[Saved data entries]
━━━━━━
use linechart_core::core::{CanvasSize, Dataset, Point, Range, map_range, project};
use proptest::prelude::*;

/// Rounding budget for mapping between two ranges; grows when the source
/// span is small relative to its offset from zero.
fn tolerance(from: Range, to: Range) -> f64 {
    let relative = (from.start().abs() + from.end().abs()) / from.span();
    1e-12 * (relative * to.span() + to.start().abs() + to.end().abs())
}

fn range_strategy() -> impl Strategy<Value = Range> {
    (-1_000_000.0f64..1_000_000.0, 0.001f64..1_000_000.0)
        .prop_map(|(start, span)| Range::new(start, start + span).expect("valid range"))
}

proptest! {
    #![proptest_config(ProptestConfig::with_cases(256))]

    #[test]
    fn mapping_is_exact_at_endpoints(from in range_strategy(), to in range_strategy()) {
        prop_assert_eq!(map_range(from.start(), from, to).expect("start"), to.start());
        prop_assert_eq!(map_range(from.end(), from, to).expect("end"), to.end());
    }

    #[test]
    fn mapping_is_monotonic(
        from in range_strategy(),
        to in range_strategy(),
        a in 0.0f64..1.0,
        b in 0.0f64..1.0,
    ) {
        let (lo, hi) = if a <= b { (a, b) } else { (b, a) };
        let v_lo = from.start() + lo * from.span();
        let v_hi = from.start() + hi * from.span();
        let m_lo = map_range(v_lo, from, to).expect("lo");
        let m_hi = map_range(v_hi, from, to).expect("hi");
        prop_assert!(m_lo <= m_hi + tolerance(from, to));
    }

    #[test]
    fn mapping_is_affine(from in range_strategy(), to in range_strategy(), t in 0.0f64..1.0) {
        let mid = from.start() + t * from.span();
        let mapped = map_range(mid, from, to).expect("map");
        let expected = to.start() + t * to.span();
        prop_assert!((mapped - expected).abs() <= tolerance(from, to));
    }

    #[test]
    fn projecting_twice_yields_identical_offsets(
        raw in prop::collection::vec((-1_000.0f64..1_000.0, -1_000.0f64..1_000.0), 1..64),
        width in 1.0f64..4_000.0,
        height in 1.0f64..4_000.0,
    ) {
        let dataset = Dataset::canonicalize(
            raw.into_iter().map(|(x, y)| Point::new(x, y)).collect(),
        );
        let canvas = CanvasSize::new(width, height);
        let first = project(&dataset, canvas, None, None).expect("first");
        let second = project(&dataset, canvas, None, None).expect("second");
        prop_assert_eq!(first, second);
    }
}
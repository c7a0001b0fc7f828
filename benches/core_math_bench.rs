use criterion::{Criterion, criterion_group, criterion_main};
use linechart_core::core::{
    CanvasSize, Dataset, Interpolation, NiceScale, Point, Range, map_range, project,
};
use std::hint::black_box;

fn wave_dataset(len: usize) -> Dataset {
    (0..len)
        .map(|i| {
            let x = i as f64;
            Point::new(x, (x * 0.01).sin() * 100.0 + x * 0.05)
        })
        .collect()
}

fn bench_range_map(c: &mut Criterion) {
    let from = Range::new(0.0, 10_000.0).expect("valid range");
    let to = Range::new(0.0, 1920.0).expect("valid range");

    c.bench_function("range_map", |b| {
        b.iter(|| map_range(black_box(4_321.123), from, to).expect("map"))
    });
}

fn bench_nice_scale(c: &mut Criterion) {
    let range = Range::new(-3.7, 1_234.5).expect("valid range");

    c.bench_function("nice_scale_compute", |b| {
        b.iter(|| NiceScale::compute(black_box(range), black_box(7)).expect("scale"))
    });
}

fn bench_projection_10k(c: &mut Criterion) {
    let dataset = wave_dataset(10_000);
    let canvas = CanvasSize::new(1920.0, 1080.0);

    c.bench_function("projection_10k", |b| {
        b.iter(|| {
            let _ = project(black_box(&dataset), black_box(canvas), None, None)
                .expect("projection should succeed");
        })
    });
}

fn bench_monotone_interpolation_10k(c: &mut Criterion) {
    let dataset = project(
        &wave_dataset(10_000),
        CanvasSize::new(1920.0, 1080.0),
        None,
        None,
    )
    .expect("projection should succeed");

    c.bench_function("monotone_interpolation_10k", |b| {
        b.iter(|| {
            let _ = Interpolation::MonotoneX.interpolate(black_box(&dataset));
        })
    });
}

criterion_group!(
    benches,
    bench_range_map,
    bench_nice_scale,
    bench_projection_10k,
    bench_monotone_interpolation_10k
);
criterion_main!(benches);
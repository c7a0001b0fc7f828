pub mod axis;
pub mod dataset;
pub mod interpolation;
pub mod nice_scale;
pub mod path;
pub mod projection;
pub mod range;
pub mod types;
pub mod validation;

pub use axis::{AxisLayout, AxisTick, AxisTicks, axis_ticks};
pub use dataset::Dataset;
pub use interpolation::Interpolation;
pub use nice_scale::{NiceRounding, NiceScale, nice_number};
pub use path::{Path, PathCommand, PathSegment};
pub use projection::{ProjectionWindows, project, project_point, project_with_windows, unproject};
pub use range::{Range, map_between, map_range};
pub use types::{Axis, CanvasSize, Offset, Point};
pub use validation::validate;
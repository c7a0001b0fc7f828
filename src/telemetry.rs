//! Log output for the chart math.
//!
//! Projection, dataset acceptance and scale fallbacks report through
//! `tracing` (`trace!` per frame, `debug!` for widened ranges, `warn!` for
//! rejected data). Nothing is printed until a subscriber exists.

/// Prints chart events to stderr, one compact line each.
///
/// The level comes from `RUST_LOG` and falls back to `info`, which hides the
/// per-frame `trace!` noise. Only available with the `telemetry` feature;
/// otherwise, or when the host already owns the global subscriber, this is a
/// no-op returning `false`.
#[must_use]
pub fn init_default_tracing() -> bool {
    #[cfg(feature = "telemetry")]
    {
        let builder = tracing_subscriber::fmt()
            .with_env_filter(
                tracing_subscriber::EnvFilter::try_from_default_env()
                    .unwrap_or_else(|_| tracing_subscriber::EnvFilter::new("info")),
            )
            .with_writer(std::io::stderr)
            .with_target(false)
            .compact();

        return builder.try_init().is_ok();
    }

    #[cfg(not(feature = "telemetry"))]
    {
        false
    }
}
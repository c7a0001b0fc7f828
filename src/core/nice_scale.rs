use serde::{Deserialize, Serialize};
use tracing::debug;

use crate::core::Range;
use crate::error::{ChartError, ChartResult};

/// Rounding strategy used when snapping a value to a nice number.
#[derive(Debug, Clone, Copy, PartialEq, Eq, Serialize, Deserialize)]
pub enum NiceRounding {
    /// Snap to the nearest nice number (`<1.5 → 1`, `<3 → 2`, `<7 → 5`).
    Round,
    /// Snap to the smallest nice number not below the value.
    Ceiling,
}

/// Human-friendly tick spacing and axis bounds for a data range.
///
/// `nice_min <= range.start`, `nice_max >= range.end`, and the bounds are
/// whole multiples of `tick_spacing`.
#[derive(Debug, Clone, Copy, PartialEq, Serialize, Deserialize)]
pub struct NiceScale {
    pub tick_spacing: f64,
    pub nice_min: f64,
    pub nice_max: f64,
    pub max_ticks: usize,
}

impl NiceScale {
    pub const DEFAULT_MAX_TICKS: usize = 5;

    /// Width a zero-width input range is widened to before computing.
    pub const DEGENERATE_RANGE_SPAN: f64 = 1.0;

    /// Computes the scale with [`Self::DEFAULT_MAX_TICKS`].
    pub fn for_range(range: Range) -> ChartResult<Self> {
        Self::compute(range, Self::DEFAULT_MAX_TICKS)
    }

    pub fn compute(range: Range, max_ticks: usize) -> ChartResult<Self> {
        if max_ticks < 2 {
            return Err(ChartError::InvalidTickCount { max_ticks });
        }

        let range = if range.is_degenerate() {
            debug!(
                value = range.start(),
                "widening zero-width range for nice scale"
            );
            range.widened_if_degenerate(Self::DEGENERATE_RANGE_SPAN)
        } else {
            range
        };

        let loose_range = nice_number(range.span(), NiceRounding::Ceiling)?;
        let tick_spacing = nice_number(loose_range / (max_ticks - 1) as f64, NiceRounding::Round)?;
        let mut nice_min = (range.start() / tick_spacing).floor() * tick_spacing;
        let mut nice_max = (range.end() / tick_spacing).ceil() * tick_spacing;
        // Division can round a bound that sits one ulp off a grid line onto
        // the line itself, leaving the bound inside the range.
        if nice_min > range.start() {
            nice_min -= tick_spacing;
        }
        if nice_max < range.end() {
            nice_max += tick_spacing;
        }

        Ok(Self {
            tick_spacing,
            nice_min,
            nice_max,
            max_ticks,
        })
    }

    /// Number of gridline intervals between `nice_min` and `nice_max`.
    #[must_use]
    pub fn interval_count(self) -> usize {
        ((self.nice_max - self.nice_min) / self.tick_spacing).round() as usize
    }

    /// Tick values from `nice_min` to `nice_max` inclusive.
    ///
    /// Each value is computed from its index rather than accumulated so
    /// rounding error does not drift across the axis.
    #[must_use]
    pub fn ticks(self) -> Vec<f64> {
        (0..=self.interval_count())
            .map(|i| self.nice_min + i as f64 * self.tick_spacing)
            .collect()
    }
}

/// Snaps a positive finite `value` to 1, 2, 5 or 10 times a power of ten.
pub fn nice_number(value: f64, rounding: NiceRounding) -> ChartResult<f64> {
    if !value.is_finite() || value <= 0.0 {
        return Err(ChartError::InvalidData(format!(
            "nice number input must be finite and > 0, got {value}"
        )));
    }

    let exponent = value.log10().floor() as i32;
    let magnitude = 10f64.powi(exponent);
    let fraction = value / magnitude;

    let nice_fraction = match rounding {
        NiceRounding::Round => {
            if fraction < 1.5 {
                1.0
            } else if fraction < 3.0 {
                2.0
            } else if fraction < 7.0 {
                5.0
            } else {
                10.0
            }
        }
        NiceRounding::Ceiling => {
            if fraction <= 1.0 {
                1.0
            } else if fraction <= 2.0 {
                2.0
            } else if fraction <= 5.0 {
                5.0
            } else {
                10.0
            }
        }
    };

    Ok(nice_fraction * magnitude)
}
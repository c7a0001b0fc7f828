use crate::core::{Dataset, Point};
use crate::error::{Coordinate, ValidationError};

/// Checks the invariants a dataset must hold before it is accepted.
///
/// Points are scanned in order and the first failure is reported. A point's
/// own coordinates are checked before its ordering against the previous
/// point, so a NaN `x` is reported as NaN rather than as an ordering error.
pub fn validate(dataset: &Dataset) -> Result<(), ValidationError> {
    let points = dataset.points();
    if points.is_empty() {
        return Err(ValidationError::Empty);
    }

    let mut previous: Option<Point> = None;
    for (index, point) in points.iter().copied().enumerate() {
        check_coordinate(index, Coordinate::X, point.x)?;
        check_coordinate(index, Coordinate::Y, point.y)?;

        if let Some(previous) = previous {
            if point.x == previous.x {
                return Err(ValidationError::DuplicateX { index, x: point.x });
            }
            if point.x < previous.x {
                return Err(ValidationError::NonIncreasingX {
                    index,
                    previous: previous.x,
                    x: point.x,
                });
            }
        }
        previous = Some(point);
    }

    Ok(())
}

fn check_coordinate(
    index: usize,
    coordinate: Coordinate,
    value: f64,
) -> Result<(), ValidationError> {
    if value.is_nan() {
        return Err(ValidationError::NanCoordinate { index, coordinate });
    }
    if value.is_infinite() {
        return Err(ValidationError::InfiniteCoordinate { index, coordinate });
    }
    Ok(())
}
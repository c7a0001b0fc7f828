mod chart_config;
mod line_chart;

pub use chart_config::LineChartConfig;
pub use line_chart::{ChartFrame, Highlight, LineChart};
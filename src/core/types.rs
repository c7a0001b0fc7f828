use chrono::{DateTime, Utc};
use rust_decimal::Decimal;
use rust_decimal::prelude::ToPrimitive;
use serde::{Deserialize, Serialize};

use crate::error::{ChartError, ChartResult};

/// Pixel extent of the drawing surface. Canvas space is Y-down.
#[derive(Debug, Clone, Copy, PartialEq, Serialize, Deserialize)]
pub struct CanvasSize {
    pub width: f64,
    pub height: f64,
}

impl CanvasSize {
    #[must_use]
    pub fn new(width: f64, height: f64) -> Self {
        Self { width, height }
    }

    #[must_use]
    pub fn is_valid(self) -> bool {
        self.width.is_finite() && self.height.is_finite() && self.width > 0.0 && self.height > 0.0
    }

    pub(crate) fn validate(self) -> ChartResult<Self> {
        if !self.is_valid() {
            return Err(ChartError::InvalidCanvas {
                width: self.width,
                height: self.height,
            });
        }
        Ok(self)
    }
}

impl Default for CanvasSize {
    fn default() -> Self {
        Self::new(500.0, 500.0)
    }
}

/// Canvas-space position of a projected point.
#[derive(Debug, Clone, Copy, PartialEq, Default, Serialize, Deserialize)]
pub struct Offset {
    pub x: f64,
    pub y: f64,
}

impl Offset {
    #[must_use]
    pub const fn new(x: f64, y: f64) -> Self {
        Self { x, y }
    }
}

/// Data-space sample plus its canvas offset.
///
/// `offset` stays at the origin until the point passes through projection.
#[derive(Debug, Clone, Copy, PartialEq, Serialize, Deserialize)]
pub struct Point {
    pub x: f64,
    pub y: f64,
    #[serde(default)]
    pub offset: Offset,
}

impl Point {
    #[must_use]
    pub fn new(x: f64, y: f64) -> Self {
        Self {
            x,
            y,
            offset: Offset::default(),
        }
    }

    /// Builds a sample keyed by unix seconds (millisecond precision).
    pub fn from_decimal_time(time: DateTime<Utc>, value: Decimal) -> ChartResult<Self> {
        let y = value.to_f64().ok_or_else(|| {
            ChartError::InvalidData(format!("value {value} cannot be represented as f64"))
        })?;
        Ok(Self::new(time.timestamp_millis() as f64 / 1000.0, y))
    }

    #[must_use]
    pub fn with_offset(self, offset: Offset) -> Self {
        Self { offset, ..self }
    }

    #[must_use]
    pub fn is_finite(self) -> bool {
        self.x.is_finite() && self.y.is_finite()
    }
}

/// Screen edge an axis is drawn along.
#[derive(Debug, Clone, Copy, PartialEq, Eq, Serialize, Deserialize)]
pub enum Axis {
    Bottom,
    Top,
    Left,
    Right,
}

impl Axis {
    /// `true` for axes that measure the X range along the canvas width.
    #[must_use]
    pub fn is_horizontal(self) -> bool {
        matches!(self, Self::Bottom | Self::Top)
    }
}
━━━━━━
** Exercise instructions **
Copy out the lines of the records above in which the string "stderr" appears.

** Task result **
/// Prints chart events to stderr, one compact line each.
            .with_writer(std::io::stderr)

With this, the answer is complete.